Task prompt | Locate the line that contains "work without an account." in the entries below, then repeat it and every following line through the line that contains "awareness is on", exactly, and no others.

-------- Data supplied --------

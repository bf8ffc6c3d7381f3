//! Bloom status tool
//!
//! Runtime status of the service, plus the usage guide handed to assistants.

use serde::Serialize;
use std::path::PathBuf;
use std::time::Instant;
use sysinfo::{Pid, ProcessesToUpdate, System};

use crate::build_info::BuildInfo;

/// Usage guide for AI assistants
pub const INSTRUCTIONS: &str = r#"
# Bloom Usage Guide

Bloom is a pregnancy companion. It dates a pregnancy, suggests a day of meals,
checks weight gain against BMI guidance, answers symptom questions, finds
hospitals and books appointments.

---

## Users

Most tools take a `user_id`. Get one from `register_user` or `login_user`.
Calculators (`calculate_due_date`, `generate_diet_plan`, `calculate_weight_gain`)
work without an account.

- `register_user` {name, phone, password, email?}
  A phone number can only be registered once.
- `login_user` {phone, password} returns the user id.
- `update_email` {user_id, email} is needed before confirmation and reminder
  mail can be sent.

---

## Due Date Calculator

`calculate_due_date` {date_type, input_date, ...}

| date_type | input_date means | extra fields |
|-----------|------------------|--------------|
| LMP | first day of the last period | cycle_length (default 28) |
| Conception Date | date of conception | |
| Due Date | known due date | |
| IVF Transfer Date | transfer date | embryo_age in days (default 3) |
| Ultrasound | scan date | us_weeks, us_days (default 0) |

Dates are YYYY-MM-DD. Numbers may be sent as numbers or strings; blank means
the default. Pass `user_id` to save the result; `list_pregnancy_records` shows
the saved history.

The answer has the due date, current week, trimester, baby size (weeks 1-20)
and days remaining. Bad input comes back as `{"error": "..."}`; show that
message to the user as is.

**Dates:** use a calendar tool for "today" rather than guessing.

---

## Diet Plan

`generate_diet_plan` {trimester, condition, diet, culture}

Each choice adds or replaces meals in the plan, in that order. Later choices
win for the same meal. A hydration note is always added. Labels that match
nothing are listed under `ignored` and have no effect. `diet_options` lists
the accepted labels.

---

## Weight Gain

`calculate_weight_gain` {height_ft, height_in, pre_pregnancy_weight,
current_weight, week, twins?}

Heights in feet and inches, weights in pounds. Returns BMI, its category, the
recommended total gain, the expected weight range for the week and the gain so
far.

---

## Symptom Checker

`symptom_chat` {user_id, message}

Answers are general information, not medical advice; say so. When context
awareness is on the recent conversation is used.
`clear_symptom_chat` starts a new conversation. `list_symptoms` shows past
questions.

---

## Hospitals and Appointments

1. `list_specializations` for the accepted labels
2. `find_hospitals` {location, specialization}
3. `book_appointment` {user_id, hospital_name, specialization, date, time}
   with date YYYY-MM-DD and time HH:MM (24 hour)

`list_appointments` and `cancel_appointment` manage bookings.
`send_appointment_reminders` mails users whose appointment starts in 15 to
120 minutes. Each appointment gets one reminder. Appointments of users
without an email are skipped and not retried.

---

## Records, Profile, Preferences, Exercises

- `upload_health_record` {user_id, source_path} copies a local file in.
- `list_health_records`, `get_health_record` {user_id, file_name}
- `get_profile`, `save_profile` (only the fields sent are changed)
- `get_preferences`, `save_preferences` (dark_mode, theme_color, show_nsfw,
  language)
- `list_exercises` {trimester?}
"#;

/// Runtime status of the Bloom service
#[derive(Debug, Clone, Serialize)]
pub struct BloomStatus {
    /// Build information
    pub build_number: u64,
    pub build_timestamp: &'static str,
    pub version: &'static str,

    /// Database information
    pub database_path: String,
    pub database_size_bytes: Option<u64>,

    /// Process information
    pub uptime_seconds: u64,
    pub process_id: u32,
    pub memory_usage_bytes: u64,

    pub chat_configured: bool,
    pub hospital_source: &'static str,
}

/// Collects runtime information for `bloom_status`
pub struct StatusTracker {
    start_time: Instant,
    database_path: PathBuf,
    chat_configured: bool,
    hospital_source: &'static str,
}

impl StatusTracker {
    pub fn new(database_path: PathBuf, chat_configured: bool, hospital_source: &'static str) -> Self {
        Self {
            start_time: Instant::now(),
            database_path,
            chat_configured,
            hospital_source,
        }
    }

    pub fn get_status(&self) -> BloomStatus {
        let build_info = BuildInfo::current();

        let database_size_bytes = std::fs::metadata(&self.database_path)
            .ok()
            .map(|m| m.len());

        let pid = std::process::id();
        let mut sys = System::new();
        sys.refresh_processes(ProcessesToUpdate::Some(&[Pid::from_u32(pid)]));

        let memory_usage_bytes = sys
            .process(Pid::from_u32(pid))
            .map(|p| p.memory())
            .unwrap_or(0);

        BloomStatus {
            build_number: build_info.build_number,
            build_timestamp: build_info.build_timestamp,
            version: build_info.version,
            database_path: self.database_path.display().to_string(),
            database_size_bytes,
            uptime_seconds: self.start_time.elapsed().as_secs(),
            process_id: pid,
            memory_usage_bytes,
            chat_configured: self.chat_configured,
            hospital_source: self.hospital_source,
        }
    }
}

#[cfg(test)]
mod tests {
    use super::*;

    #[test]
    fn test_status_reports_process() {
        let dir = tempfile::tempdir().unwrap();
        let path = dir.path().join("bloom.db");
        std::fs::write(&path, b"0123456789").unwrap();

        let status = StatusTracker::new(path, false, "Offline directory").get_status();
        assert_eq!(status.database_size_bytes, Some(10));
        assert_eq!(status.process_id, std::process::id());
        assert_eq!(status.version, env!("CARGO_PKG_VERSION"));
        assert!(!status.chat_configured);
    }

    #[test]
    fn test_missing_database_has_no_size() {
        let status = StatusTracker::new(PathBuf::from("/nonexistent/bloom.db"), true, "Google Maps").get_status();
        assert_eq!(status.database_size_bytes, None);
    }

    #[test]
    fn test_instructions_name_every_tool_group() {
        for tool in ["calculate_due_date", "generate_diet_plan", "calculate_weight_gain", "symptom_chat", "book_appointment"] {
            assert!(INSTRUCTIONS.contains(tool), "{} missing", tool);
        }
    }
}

--------
-------- Data supplied --------

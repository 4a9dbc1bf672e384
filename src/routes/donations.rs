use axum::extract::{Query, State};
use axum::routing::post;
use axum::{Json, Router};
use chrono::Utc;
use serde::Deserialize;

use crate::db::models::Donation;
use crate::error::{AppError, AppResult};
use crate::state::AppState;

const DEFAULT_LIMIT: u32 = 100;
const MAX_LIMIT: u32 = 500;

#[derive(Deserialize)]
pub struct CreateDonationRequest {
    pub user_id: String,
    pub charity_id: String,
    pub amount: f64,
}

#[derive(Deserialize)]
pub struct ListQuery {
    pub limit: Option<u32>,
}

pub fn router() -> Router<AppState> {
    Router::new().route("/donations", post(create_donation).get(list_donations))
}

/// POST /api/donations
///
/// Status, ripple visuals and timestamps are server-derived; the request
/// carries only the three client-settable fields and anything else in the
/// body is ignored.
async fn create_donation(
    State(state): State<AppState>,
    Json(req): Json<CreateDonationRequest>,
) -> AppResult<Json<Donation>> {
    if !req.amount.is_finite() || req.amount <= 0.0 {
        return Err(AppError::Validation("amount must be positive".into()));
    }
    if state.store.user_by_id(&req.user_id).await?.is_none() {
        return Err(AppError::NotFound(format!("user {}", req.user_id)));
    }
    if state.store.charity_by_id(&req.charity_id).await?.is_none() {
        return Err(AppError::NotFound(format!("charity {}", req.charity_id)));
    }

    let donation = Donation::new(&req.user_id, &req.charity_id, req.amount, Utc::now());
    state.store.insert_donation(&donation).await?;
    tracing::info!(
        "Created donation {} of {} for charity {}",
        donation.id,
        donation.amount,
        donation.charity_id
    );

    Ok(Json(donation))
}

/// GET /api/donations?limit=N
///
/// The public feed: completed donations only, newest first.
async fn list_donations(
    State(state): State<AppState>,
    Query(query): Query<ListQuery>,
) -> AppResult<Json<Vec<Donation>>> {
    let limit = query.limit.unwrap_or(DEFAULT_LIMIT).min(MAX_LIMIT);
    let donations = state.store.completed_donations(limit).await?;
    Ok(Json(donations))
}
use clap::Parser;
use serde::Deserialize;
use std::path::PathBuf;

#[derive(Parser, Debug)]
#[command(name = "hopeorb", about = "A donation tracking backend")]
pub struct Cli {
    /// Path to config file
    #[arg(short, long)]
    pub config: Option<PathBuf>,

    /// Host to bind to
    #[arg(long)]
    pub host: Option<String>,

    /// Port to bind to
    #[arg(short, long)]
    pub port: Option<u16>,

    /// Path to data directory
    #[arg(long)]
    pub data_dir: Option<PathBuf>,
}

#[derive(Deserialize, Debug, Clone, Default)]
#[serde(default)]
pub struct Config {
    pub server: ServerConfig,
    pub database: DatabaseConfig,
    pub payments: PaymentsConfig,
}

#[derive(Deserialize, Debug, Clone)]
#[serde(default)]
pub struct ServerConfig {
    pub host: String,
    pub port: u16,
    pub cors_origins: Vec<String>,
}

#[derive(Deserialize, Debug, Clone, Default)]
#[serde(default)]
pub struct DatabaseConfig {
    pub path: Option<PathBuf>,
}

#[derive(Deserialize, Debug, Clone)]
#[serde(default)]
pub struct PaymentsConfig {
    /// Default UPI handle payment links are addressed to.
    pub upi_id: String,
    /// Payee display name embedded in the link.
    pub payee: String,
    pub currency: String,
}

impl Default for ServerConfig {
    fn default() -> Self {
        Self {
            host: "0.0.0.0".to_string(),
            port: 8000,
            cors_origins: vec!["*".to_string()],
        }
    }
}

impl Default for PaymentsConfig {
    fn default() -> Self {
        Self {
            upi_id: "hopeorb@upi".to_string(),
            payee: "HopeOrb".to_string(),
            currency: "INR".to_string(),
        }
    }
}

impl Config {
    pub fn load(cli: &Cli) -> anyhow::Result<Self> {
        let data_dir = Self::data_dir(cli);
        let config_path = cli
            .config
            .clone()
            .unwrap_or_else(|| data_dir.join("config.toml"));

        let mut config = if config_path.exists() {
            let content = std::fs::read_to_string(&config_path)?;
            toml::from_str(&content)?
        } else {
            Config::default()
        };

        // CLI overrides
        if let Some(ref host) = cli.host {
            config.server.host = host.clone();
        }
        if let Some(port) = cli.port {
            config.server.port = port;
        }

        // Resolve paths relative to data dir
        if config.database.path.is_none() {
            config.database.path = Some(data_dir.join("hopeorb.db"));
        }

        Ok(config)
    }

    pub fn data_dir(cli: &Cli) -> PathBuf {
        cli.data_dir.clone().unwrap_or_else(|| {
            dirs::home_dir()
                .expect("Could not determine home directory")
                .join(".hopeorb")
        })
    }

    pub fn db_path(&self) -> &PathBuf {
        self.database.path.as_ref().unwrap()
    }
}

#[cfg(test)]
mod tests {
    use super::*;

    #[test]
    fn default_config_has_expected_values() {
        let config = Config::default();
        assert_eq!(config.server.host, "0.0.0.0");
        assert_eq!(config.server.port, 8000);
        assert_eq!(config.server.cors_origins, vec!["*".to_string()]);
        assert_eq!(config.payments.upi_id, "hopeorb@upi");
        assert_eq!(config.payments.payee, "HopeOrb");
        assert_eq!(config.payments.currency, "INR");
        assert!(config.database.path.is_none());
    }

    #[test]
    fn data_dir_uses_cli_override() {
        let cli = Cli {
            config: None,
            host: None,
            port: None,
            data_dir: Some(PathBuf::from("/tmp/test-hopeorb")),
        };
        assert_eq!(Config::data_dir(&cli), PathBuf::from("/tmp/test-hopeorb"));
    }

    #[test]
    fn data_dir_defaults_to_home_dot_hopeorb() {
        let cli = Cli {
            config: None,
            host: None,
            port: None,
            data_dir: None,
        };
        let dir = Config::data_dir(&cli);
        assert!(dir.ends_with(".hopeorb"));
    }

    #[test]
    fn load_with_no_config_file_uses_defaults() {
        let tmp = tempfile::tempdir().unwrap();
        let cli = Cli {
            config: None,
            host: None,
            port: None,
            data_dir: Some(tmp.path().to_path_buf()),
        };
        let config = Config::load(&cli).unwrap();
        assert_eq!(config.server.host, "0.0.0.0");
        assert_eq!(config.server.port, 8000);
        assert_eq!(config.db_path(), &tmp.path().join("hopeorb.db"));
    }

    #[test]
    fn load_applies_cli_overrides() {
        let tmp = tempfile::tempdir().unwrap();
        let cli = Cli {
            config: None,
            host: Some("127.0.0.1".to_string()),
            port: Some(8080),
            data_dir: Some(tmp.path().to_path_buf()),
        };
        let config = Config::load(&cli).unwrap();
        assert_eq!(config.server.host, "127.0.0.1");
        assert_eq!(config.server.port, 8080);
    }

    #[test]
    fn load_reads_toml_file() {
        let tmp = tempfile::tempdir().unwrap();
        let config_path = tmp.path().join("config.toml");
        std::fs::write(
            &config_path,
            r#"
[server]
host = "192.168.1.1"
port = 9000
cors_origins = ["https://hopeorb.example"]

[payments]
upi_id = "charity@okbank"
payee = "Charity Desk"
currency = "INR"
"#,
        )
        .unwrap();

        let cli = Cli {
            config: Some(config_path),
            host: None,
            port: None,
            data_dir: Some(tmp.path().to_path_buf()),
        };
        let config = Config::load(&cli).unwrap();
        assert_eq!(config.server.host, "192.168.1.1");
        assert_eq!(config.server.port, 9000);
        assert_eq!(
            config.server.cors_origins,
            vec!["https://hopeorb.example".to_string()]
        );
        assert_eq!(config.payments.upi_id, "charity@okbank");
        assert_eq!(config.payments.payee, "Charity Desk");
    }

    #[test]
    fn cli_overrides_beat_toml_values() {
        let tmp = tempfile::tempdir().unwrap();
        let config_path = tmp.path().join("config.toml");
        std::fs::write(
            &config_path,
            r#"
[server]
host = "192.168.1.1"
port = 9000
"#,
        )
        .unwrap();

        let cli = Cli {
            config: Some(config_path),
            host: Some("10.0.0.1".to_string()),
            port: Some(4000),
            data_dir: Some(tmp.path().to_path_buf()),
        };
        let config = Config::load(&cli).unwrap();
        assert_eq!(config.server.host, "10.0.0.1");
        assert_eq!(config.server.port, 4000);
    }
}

--------

Final answer |
work without an account.

- `register_user` {name, phone, password, email?}
  A phone number can only be registered once.
- `login_user` {phone, password} returns the user id.
- `update_email` {user_id, email} is needed before confirmation and reminder
  mail can be sent.

---

## Due Date Calculator

`calculate_due_date` {date_type, input_date, ...}

| date_type | input_date means | extra fields |
|-----------|------------------|--------------|
| LMP | first day of the last period | cycle_length (default 28) |
| Conception Date | date of conception | |
| Due Date | known due date | |
| IVF Transfer Date | transfer date | embryo_age in days (default 3) |
| Ultrasound | scan date | us_weeks, us_days (default 0) |

Dates are YYYY-MM-DD. Numbers may be sent as numbers or strings; blank means
the default. Pass `user_id` to save the result; `list_pregnancy_records` shows
the saved history.

The answer has the due date, current week, trimester, baby size (weeks 1-20)
and days remaining. Bad input comes back as `{"error": "..."}`; show that
message to the user as is.

**Dates:** use a calendar tool for "today" rather than guessing.

---

## Diet Plan

`generate_diet_plan` {trimester, condition, diet, culture}

Each choice adds or replaces meals in the plan, in that order. Later choices
win for the same meal. A hydration note is always added. Labels that match
nothing are listed under `ignored` and have no effect. `diet_options` lists
the accepted labels.

---

## Weight Gain

`calculate_weight_gain` {height_ft, height_in, pre_pregnancy_weight,
current_weight, week, twins?}

Heights in feet and inches, weights in pounds. Returns BMI, its category, the
recommended total gain, the expected weight range for the week and the gain so
far.

---

## Symptom Checker

`symptom_chat` {user_id, message}

Answers are general information, not medical advice; say so. When context
awareness is on the recent conversation is used.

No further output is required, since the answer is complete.